Robocalls are getting worse, with some getting tens or dozens of calls a day. These automated calls demand you “pay the IRS” a fine you don’t owe or pretend to be tech support. They often try to trick you into picking up the phone by spoofing their number to look like a local caller. But as much as the cell networks are trying to cut down on spam, many are turning to third-party apps to filter their incoming calls.

But many of these apps, said Hastings, send user or device data to third-party data analytics companies — often to monetize your information — without your explicit consent, instead burying the details in their privacy policies.

One app, TrapCall, sent users’ phone numbers to a third-party analytics firm, AppsFlyer, without telling users — neither in the app nor in the privacy policy.

He also found Truecaller and Hiya uploaded device data — device type, model and software version, among other things — before a user could accept their privacy policies. Those apps, said Hastings, violate Apple’s app guidelines on data use and sharing, which mandate that app makers first obtain permission before using or sending data to third-parties.

Many of the other apps aren’t much better. Several other apps that Hastings tested immediately sent some data to Facebook as soon as the app loaded.

“Without having a technical background, most end users aren’t able to evaluate what data is actually being collected and sent to third parties,” said Hastings. “Privacy policies are the only way that a non-technical user can evaluate what data is collected about them while using an app.”

None of the companies acted on emails from Hastings warning about the privacy issues, he said. It was only after he contacted Apple when TrapCall later updated its privacy policy.

But he reserved some criticism for Apple, noting that app privacy policies “don’t appear to be monitored” as he discovered with Truecaller and Hiya.

“Privacy policies are great, but apps need to get better about abiding by them,” said Hastings.
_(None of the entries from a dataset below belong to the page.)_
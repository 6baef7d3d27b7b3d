// SPDX-License-Identifier: PMPL-1.0-or-later
// Copyright (c) 2026 Jonathan D.A. Jewell (hyperpolymath) <jonathan.jewell@open.ac.uk>
//
// Data store bridge configuration.

use std::path::{Path, PathBuf};

use serde::{Deserialize, Serialize};

use crate::error::{Result, SyncwerkError};

/// Ids per association lookup query.
pub const DEFAULT_CHUNK_LIMIT: usize = 995;

/// Comparison terms the local store accepts in one predicate. SQLite rejects
/// expression trees deeper than 1000.
pub const DEFAULT_MAX_PREDICATE_TERMS: usize = 1000;

/// Upper bound for `max_predicate_terms`: SQLite binds at most 32766
/// parameters per statement and an id lookup also binds the model name.
pub const PREDICATE_TERMS_CEILING: usize = 32_765;

/// Persistent bridge settings.
#[derive(Debug, Clone, PartialEq, Eq, Serialize, Deserialize)]
#[serde(default)]
pub struct DataStoreConfig {
    /// Maximum number of ids per association lookup query.
    pub chunk_limit: usize,
    /// Maximum number of comparison terms the store accepts in one predicate.
    pub max_predicate_terms: usize,
    /// Optional cap on association levels hydrated below the queried model.
    /// Unbounded when unset; reference cycles are cut regardless.
    pub max_nesting_depth: Option<usize>,
    /// `tracing` env-filter directive used when `RUST_LOG` is unset.
    pub log_filter: String,
    /// Location of the local SQLite database; in-memory when unset.
    pub database_path: Option<PathBuf>,
}

impl Default for DataStoreConfig {
    fn default() -> Self {
        Self {
            chunk_limit: DEFAULT_CHUNK_LIMIT,
            max_predicate_terms: DEFAULT_MAX_PREDICATE_TERMS,
            max_nesting_depth: None,
            log_filter: "info".into(),
            database_path: None,
        }
    }
}

impl DataStoreConfig {
    /// Check that the chunking limit fits inside the store's predicate limit
    /// and that the predicate limit fits SQLite's parameter limit.
    pub fn validate(&self) -> Result<()> {
        if self.max_predicate_terms > PREDICATE_TERMS_CEILING {
            return Err(SyncwerkError::Config(format!(
                "max_predicate_terms {} exceeds {PREDICATE_TERMS_CEILING}",
                self.max_predicate_terms
            )));
        }
        if self.chunk_limit == 0 {
            return Err(SyncwerkError::Config("chunk_limit must be at least 1".into()));
        }
        if self.chunk_limit > self.max_predicate_terms {
            return Err(SyncwerkError::Config(format!(
                "chunk_limit {} exceeds max_predicate_terms {}",
                self.chunk_limit, self.max_predicate_terms
            )));
        }
        Ok(())
    }

    /// Read a JSON config file. Missing keys fall back to defaults.
    pub fn load(path: impl AsRef<Path>) -> Result<Self> {
        let data = std::fs::read_to_string(path.as_ref())?;
        let config: Self = serde_json::from_str(&data)?;
        config.validate()?;
        Ok(config)
    }

    /// Write the config as pretty-printed JSON.
    pub fn persist(&self, path: impl AsRef<Path>) -> Result<()> {
        let json = serde_json::to_string_pretty(self)?;
        std::fs::write(path.as_ref(), json)?;
        Ok(())
    }
}
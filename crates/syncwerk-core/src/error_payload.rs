// SPDX-License-Identifier: PMPL-1.0-or-later
// Copyright (c) 2026 Jonathan D.A. Jewell (hyperpolymath) <jonathan.jewell@open.ac.uk>
//
// Structured error payloads posted back across the method-call bridge.
//
// Every `SyncwerkError` maps to an error code the app layer switches on, a
// message, and where possible a recovery suggestion. The original error text
// travels along as `underlyingError`.

use serde::{Deserialize, Serialize};

use crate::error::SyncwerkError;

/// Error code for store and runtime failures.
pub const DATASTORE_EXCEPTION: &str = "DataStoreException";
/// Error code for requests that never reached the store.
pub const REQUEST_MALFORMED: &str = "REQUEST_MALFORMED";
/// Error code for operations cancelled through their cancel token.
pub const OPERATION_CANCELLED: &str = "OPERATION_CANCELLED";
/// Error code for unknown bridge methods.
pub const NOT_IMPLEMENTED: &str = "NOT_IMPLEMENTED";

/// Error shape the app layer receives.
#[derive(Debug, Clone, PartialEq, Eq, Serialize, Deserialize)]
#[serde(rename_all = "camelCase")]
pub struct ErrorPayload {
    pub error_code: String,
    pub message: String,
    #[serde(skip_serializing_if = "Option::is_none")]
    pub recovery_suggestion: Option<String>,
    #[serde(skip_serializing_if = "Option::is_none")]
    pub underlying_error: Option<String>,
}

impl ErrorPayload {
    fn new(error_code: &str, message: impl Into<String>) -> Self {
        Self {
            error_code: error_code.to_string(),
            message: message.into(),
            recovery_suggestion: None,
            underlying_error: None,
        }
    }

    fn suggest(mut self, suggestion: impl Into<String>) -> Self {
        self.recovery_suggestion = Some(suggestion.into());
        self
    }

    fn caused_by(mut self, err: &SyncwerkError) -> Self {
        self.underlying_error = Some(err.to_string());
        self
    }

    pub fn to_json(&self) -> serde_json::Value {
        serde_json::to_value(self).unwrap_or_else(|_| {
            serde_json::json!({ "errorCode": self.error_code, "message": self.message })
        })
    }
}

/// Convert a `SyncwerkError` into the payload posted to the app layer.
pub fn to_error_payload(err: &SyncwerkError) -> ErrorPayload {
    match err {
        // -- Request errors --
        SyncwerkError::MalformedRequest(detail) => {
            ErrorPayload::new(REQUEST_MALFORMED, format!("Received an invalid request: {detail}"))
                .suggest("Check the arguments passed to the data store call and the configured model schemas.")
        }

        SyncwerkError::NotImplemented(method) => {
            ErrorPayload::new(NOT_IMPLEMENTED, format!("Method {method} is not implemented."))
        }

        SyncwerkError::Cancelled => {
            ErrorPayload::new(OPERATION_CANCELLED, "The operation was cancelled.")
        }

        // -- Store errors --
        SyncwerkError::StoreQuery { model_name, .. } => {
            ErrorPayload::new(DATASTORE_EXCEPTION, format!("Query for {model_name} failed."))
                .suggest("Retry the query. If it keeps failing, clear the local store and let it re-sync.")
                .caused_by(err)
        }

        SyncwerkError::StoreSave(_) => ErrorPayload::new(DATASTORE_EXCEPTION, "Save failed.")
            .suggest("Check that the model satisfies its schema and any save condition.")
            .caused_by(err),

        SyncwerkError::StoreDelete(_) | SyncwerkError::DeleteMissingRow { .. } => {
            ErrorPayload::new(DATASTORE_EXCEPTION, "Delete failed.").caused_by(err)
        }

        SyncwerkError::Store(_) | SyncwerkError::Database(_) => {
            ErrorPayload::new(DATASTORE_EXCEPTION, "The local store reported an error.")
                .suggest("Retry the operation. If it keeps failing, clear the local store.")
                .caused_by(err)
        }

        SyncwerkError::Config(_) => {
            ErrorPayload::new(DATASTORE_EXCEPTION, "The data store is misconfigured.")
                .suggest("Check chunk_limit and max_predicate_terms in the data store config.")
                .caused_by(err)
        }

        SyncwerkError::Io(_) | SyncwerkError::Serialization(_) => {
            ErrorPayload::new(DATASTORE_EXCEPTION, "An unexpected error occurred.").caused_by(err)
        }
    }
}
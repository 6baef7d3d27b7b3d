// SPDX-License-Identifier: PMPL-1.0-or-later
// Copyright (c) 2026 Jonathan D.A. Jewell (hyperpolymath) <jonathan.jewell@open.ac.uk>
//
// Syncwerk Bridge: Method-call dispatch between the app layer and the local
// data store, with cancellation, event streams, and logging setup.

pub mod events;
pub mod logging;
pub mod operations;
pub mod plugin;

pub use events::{EventReceivers, EventSinks, HubEvent, ObserveEvent, ObserveSubscription};
pub use logging::{LOG_TARGET, init_logging};
pub use operations::{OperationGuard, OperationsManager};
pub use plugin::DataStorePlugin;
“If most people took the time to read and try to understand privacy policies for all the apps they use (and are able to understand them!), they might be surprised to see how much these apps collect,” he said. “Until that day, end-users will have to rely on security researchers performing manual deep dives into how apps handle their private information in practice.”

Truecaller spokesperson Manan Shah confirmed it was sending data when the app was opened but later submitted a fix, which is now live. “We comply to Apple guidelines,” said the spokesperson.

Hiya conceded that it sends some device data to third-party services when opening the app but claims it doesn’t collect personal information. “We are currently working on strengthening our privacy even further by re-submitting our apps so that even this basic device information is not shared prior to explicit consent by the user,” the statement said.

A spokesperson for TrapCall did not comment when reached prior to publication.

Updated with statement from Truecaller and Hiya.